In Thailandia, le piantagioni di canna da zucchero bruciate intrappolano i cuccioli di gatto leopardo.
Le Minacce ai Gattini Leopardo e il Ruolo del Centro di Salvataggio
Nuntita Ruksachat, veterinaria capo del centro di salvataggio di Khon Kaen, tiene in braccio un gattino leopardo piccolo quanto la sua mano. Parte di un gruppo salvato pochi giorni fa, il gattino presenta un pelo irregolare che rivela una pelle vescicante. I baffi, chiaramente bruciati, sono corti e goffi. “Sono stati salvati da una piantagione di canna da zucchero bruciata,” dice Nuntita, mentre dietro di lei i gatti si muovono all’interno delle gabbie.
Attualmente, oltre 50 gattini leopardo (Prionailurus bengalensis) sono ospitati nel centro, gestito dal Dipartimento per i Parchi Nazionali, la Fauna Selvatica e la Conservazione delle Piante della Thailandia (DNP). I gattini più giovani sono tenuti in gabbie mentre quelli più grandi sono stati trasferiti in recinti più ampi.
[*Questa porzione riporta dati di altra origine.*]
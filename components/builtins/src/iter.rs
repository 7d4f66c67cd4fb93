//! Iteration protocol behind `GetIter` / `ForIter`

use core_types::{make_int, RuntimeError, TaggedValue};

use crate::format::type_name;
use crate::heap::Heap;
use crate::object::{HeapObject, IteratorState};

/// `iter(value)`: create an iterator, or return `value` if it already is one.
pub fn get_iter(heap: &mut Heap, value: TaggedValue) -> Result<TaggedValue, RuntimeError> {
    let handle = match value {
        TaggedValue::Object(h) => h,
        _ => return Err(not_iterable(heap, value)),
    };
    let state = match heap.get(handle)? {
        HeapObject::Iterator(_) => return Ok(value),
        HeapObject::List(_) | HeapObject::Tuple(_) => IteratorState::Sequence {
            source: handle,
            index: 0,
        },
        HeapObject::Str(_) => IteratorState::Chars {
            source: handle,
            offset: 0,
        },
        HeapObject::Range(r) => IteratorState::Range {
            next: r.start,
            stop: r.stop,
            step: r.step,
        },
        HeapObject::Dict(d) => IteratorState::Snapshot {
            values: d.keys(),
            index: 0,
        },
        HeapObject::Set(s) => IteratorState::Snapshot {
            values: s.items().to_vec(),
            index: 0,
        },
        _ => return Err(not_iterable(heap, value)),
    };
    Ok(heap.alloc(HeapObject::Iterator(state)))
}

fn not_iterable(heap: &Heap, value: TaggedValue) -> RuntimeError {
    RuntimeError::type_error(format!(
        "'{}' object is not iterable",
        type_name(heap, value).unwrap_or_default()
    ))
}

enum Fetched {
    Item(TaggedValue),
    Char(char),
    Done,
}

/// Advance an iterator; `Ok(None)` once exhausted.
pub fn next(heap: &mut Heap, iterator: TaggedValue) -> Result<Option<TaggedValue>, RuntimeError> {
    let handle = match iterator {
        TaggedValue::Object(h) => h,
        _ => {
            return Err(RuntimeError::type_error(format!(
                "'{}' object is not an iterator",
                iterator.type_name()
            )))
        }
    };

    let (source, position) = match heap.get_mut(handle)? {
        HeapObject::Iterator(IteratorState::Range { next, stop, step }) => {
            let exhausted = if *step > 0 { *next >= *stop } else { *next <= *stop };
            if exhausted {
                return Ok(None);
            }
            let value = *next;
            *next = next.checked_add(*step).unwrap_or(*stop);
            return Ok(Some(make_int(value)));
        }
        HeapObject::Iterator(IteratorState::Snapshot { values, index }) => {
            let item = values.get(*index).copied();
            if item.is_some() {
                *index += 1;
            }
            return Ok(item);
        }
        HeapObject::Iterator(IteratorState::Sequence { source, index }) => (*source, *index),
        HeapObject::Iterator(IteratorState::Chars { source, offset }) => (*source, *offset),
        other => {
            return Err(RuntimeError::type_error(format!(
                "'{}' object is not an iterator",
                other.type_name()
            )))
        }
    };

    let fetched = match heap.get(source)? {
        HeapObject::List(items) | HeapObject::Tuple(items) => {
            items.get(position).map_or(Fetched::Done, |&item| Fetched::Item(item))
        }
        HeapObject::Str(s) => s
            .get(position..)
            .and_then(|rest| rest.chars().next())
            .map_or(Fetched::Done, Fetched::Char),
        _ => Fetched::Done,
    };
    let (item, advance) = match fetched {
        Fetched::Item(item) => (Some(item), 1),
        Fetched::Char(c) => (Some(heap.alloc_str(c.to_string())), c.len_utf8()),
        Fetched::Done => (None, 0),
    };
    if advance > 0 {
        if let HeapObject::Iterator(
            IteratorState::Sequence { index: pos, .. } | IteratorState::Chars { offset: pos, .. },
        ) = heap.get_mut(handle)?
        {
            *pos += advance;
        }
    }
    Ok(item)
}

/// Drain any iterable into a vector.
pub fn collect(heap: &mut Heap, value: TaggedValue) -> Result<Vec<TaggedValue>, RuntimeError> {
    match heap.object(value)? {
        Some(HeapObject::List(items)) | Some(HeapObject::Tuple(items)) => return Ok(items.clone()),
        Some(HeapObject::Set(s)) => return Ok(s.items().to_vec()),
        Some(HeapObject::Dict(d)) => return Ok(d.keys()),
        _ => {}
    }
    let iterator = get_iter(heap, value)?;
    let mut items = Vec::new();
    while let Some(item) = next(heap, iterator)? {
        items.push(item);
    }
    Ok(items)
}
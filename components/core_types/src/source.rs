//! Frame descriptions used in error traces.

use std::fmt;

use serde::Serialize;

/// One entry of an error trace: the function being executed and the
/// bytecode address where the error passed through it.
///
/// # Examples
///
/// ```
/// use core_types::StackFrame;
///
/// let frame = StackFrame::new("fib", 12);
/// assert_eq!(frame.to_string(), "in fib at pc 12");
/// ```
#[derive(Debug, Clone, PartialEq, Eq, Serialize)]
pub struct StackFrame {
    /// Name of the function
    pub function_name: String,
    /// Bytecode address of the failing (or calling) instruction
    pub pc: usize,
    /// Source line, when the bytecode carries position information
    pub line: Option<u32>,
}

impl StackFrame {
    /// Create a frame without line information.
    pub fn new(function_name: impl Into<String>, pc: usize) -> Self {
        Self {
            function_name: function_name.into(),
            pc,
            line: None,
        }
    }

    /// Attach a source line.
    pub fn with_line(mut self, line: Option<u32>) -> Self {
        self.line = line;
        self
    }
}

impl fmt::Display for StackFrame {
    fn fmt(&self, f: &mut fmt::Formatter<'_>) -> fmt::Result {
        match self.line {
            Some(line) => write!(f, "in {} at pc {} (line {})", self.function_name, self.pc, line),
            None => write!(f, "in {} at pc {}", self.function_name, self.pc),
        }
    }
}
Questi mici selvatici, simili a gatti domestici ma leggermente più snelli, si trovano in gran parte dell’Asia, dall’Afghanistan alla Corea del Sud. Con l’espansione delle piantagioni di canna da zucchero nel nord-est della Thailandia, le madri gattine trovano rifugio e prede in queste aree. Tuttavia, durante la stagione di bruciature, che va da dicembre ad aprile, queste stesse piantagioni possono diventare mortali per i gattini.